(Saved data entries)
============================================================

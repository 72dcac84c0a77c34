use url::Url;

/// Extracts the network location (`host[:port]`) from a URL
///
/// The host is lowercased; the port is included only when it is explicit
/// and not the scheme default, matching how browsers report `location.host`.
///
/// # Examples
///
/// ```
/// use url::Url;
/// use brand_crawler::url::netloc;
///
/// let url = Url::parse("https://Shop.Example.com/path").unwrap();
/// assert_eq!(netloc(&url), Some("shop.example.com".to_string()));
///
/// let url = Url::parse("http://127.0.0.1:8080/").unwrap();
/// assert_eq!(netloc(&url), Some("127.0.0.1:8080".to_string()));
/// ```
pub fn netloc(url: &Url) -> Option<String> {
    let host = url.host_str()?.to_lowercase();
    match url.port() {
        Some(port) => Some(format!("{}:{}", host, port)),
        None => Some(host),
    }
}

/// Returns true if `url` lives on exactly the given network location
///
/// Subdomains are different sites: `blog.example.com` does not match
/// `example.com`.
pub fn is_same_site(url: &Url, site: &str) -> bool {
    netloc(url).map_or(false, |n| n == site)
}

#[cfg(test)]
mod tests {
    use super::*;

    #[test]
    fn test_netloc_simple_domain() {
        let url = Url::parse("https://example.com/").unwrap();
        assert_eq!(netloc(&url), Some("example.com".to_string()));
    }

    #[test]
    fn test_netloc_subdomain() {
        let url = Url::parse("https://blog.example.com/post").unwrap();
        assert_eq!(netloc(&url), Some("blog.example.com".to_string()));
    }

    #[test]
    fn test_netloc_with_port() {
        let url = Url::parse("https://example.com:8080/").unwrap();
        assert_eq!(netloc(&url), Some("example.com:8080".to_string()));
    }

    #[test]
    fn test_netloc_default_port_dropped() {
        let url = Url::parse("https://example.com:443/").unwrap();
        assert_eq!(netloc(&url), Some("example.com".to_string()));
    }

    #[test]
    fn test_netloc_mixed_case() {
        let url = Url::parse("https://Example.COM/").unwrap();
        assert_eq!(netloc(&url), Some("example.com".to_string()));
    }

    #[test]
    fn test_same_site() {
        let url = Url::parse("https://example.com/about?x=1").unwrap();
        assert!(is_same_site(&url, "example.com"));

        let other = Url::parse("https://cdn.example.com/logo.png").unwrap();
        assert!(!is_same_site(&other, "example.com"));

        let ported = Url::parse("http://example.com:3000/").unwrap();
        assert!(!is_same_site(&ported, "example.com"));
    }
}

============================================================

ACTIVITY:
From the entries above, return each line with the word "Some" in it.

EXERCISE RESULT:
/// assert_eq!(netloc(&url), Some("shop.example.com".to_string()));
/// assert_eq!(netloc(&url), Some("127.0.0.1:8080".to_string()));
        Some(port) => Some(format!("{}:{}", host, port)),
        None => Some(host),
        assert_eq!(netloc(&url), Some("example.com".to_string()));
        assert_eq!(netloc(&url), Some("blog.example.com".to_string()));
        assert_eq!(netloc(&url), Some("example.com:8080".to_string()));
        assert_eq!(netloc(&url), Some("example.com".to_string()));
        assert_eq!(netloc(&url), Some("example.com".to_string()));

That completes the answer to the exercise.